Multipolarity
noun (uncountable)Usage in a UPSC answer
India's simultaneous membership in the Quad, BRICS, SCO, and G20 — while maintaining strategic partnerships with Washington, Moscow, and Tehran — epitomises the multipolar world order New Delhi both advocates normatively and navigates pragmatically.
Synonyms
Antonyms
Word Family
multipolar (adj), multipolarity (n), unipolar (adj), unipolarity (n), bipolar (adj), bipolarity (n), polarity (n), pole (n)
Root
Latin multus = many + polus = pole (Greek polos = axis, pivot) + -arity = quality suffix
Etymology
A compound formed from multi- (Latin multus, 'many') + polarity (from polar, from Modern Latin polaris, from polus, 'pole,' from Greek polos, 'axis, pivot'). The concept of polarity in international relations theory was systematised by Kenneth Waltz in Theory of International Politics (1979), who examined how bipolar and multipolar systems differ in stability.
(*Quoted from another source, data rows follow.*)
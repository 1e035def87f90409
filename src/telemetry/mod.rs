//! Sensor telemetry published to the cloud broker.
//!
//! Readings come either from a UART device that prints tag-prefixed packets
//! or from a fake temperature generator. Each reading becomes one
//! [`TelemetryMessage`] published as JSON.

pub mod fake;
pub mod packet;
pub mod publisher;
pub mod uart;

pub use fake::FakeTemperature;
pub use packet::Packet;
pub use publisher::{PublishStats, TelemetryPublisher};

use serde::Serialize;
use serde_json::{Map, Value};

use crate::transport;

#[derive(thiserror::Error, Debug)]
pub enum Error {
    #[error("transport: {0}")]
    Transport(#[from] transport::Error),

    #[error("i/o error: {0}")]
    Io(#[from] std::io::Error),

    #[error("encode message: {0}")]
    Encode(#[from] serde_json::Error),

    #[error("packet: {0}")]
    Packet(#[from] packet::Error),

    #[error("packet has no device id")]
    MissingDeviceId,
}

/// What goes on the wire: `{"Device_ID": ..., "Data": {...}}`.
#[derive(Serialize, Debug, Clone, PartialEq)]
pub struct TelemetryMessage {
    #[serde(rename = "Device_ID")]
    pub device_id: Value,
    #[serde(rename = "Data")]
    pub data: Map<String, Value>,
}

impl TelemetryMessage {
    /// Moves the packet's device id out of its fields; the rest becomes data.
    pub fn from_packet(packet: &Packet) -> Result<TelemetryMessage, Error> {
        let Value::Object(mut data) = serde_json::to_value(packet)? else {
            return Err(Error::MissingDeviceId);
        };
        let device_id = data.remove("Device_ID").ok_or(Error::MissingDeviceId)?;
        Ok(TelemetryMessage { device_id, data })
    }

    pub fn temperature(device_id: &str, value: f64) -> TelemetryMessage {
        let mut data = Map::new();
        data.insert("Temperature".to_string(), Value::from(value));
        TelemetryMessage {
            device_id: Value::from(device_id),
            data,
        }
    }
}

/// Name of this host, used as device id for fake readings.
pub fn host_name() -> String {
    hostname::get()
        .map(|h| h.to_string_lossy().to_string())
        .unwrap_or_else(|_| "unknown".to_string())
}

#[cfg(test)]
#[path = "mod_tests.rs"]
mod tests;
The post-Cold War debate on whether the world is moving from unipolarity to multipolarity became central to IR discourse after 2000.
Memory Hook
Multi- (many) + polarity (poles of power). Think of Earth's magnetic field, but instead of two poles (bipolarity), there are five or six — no single magnet dominates, each pulling in a different direction. That tension-without-dominance is multipolarity.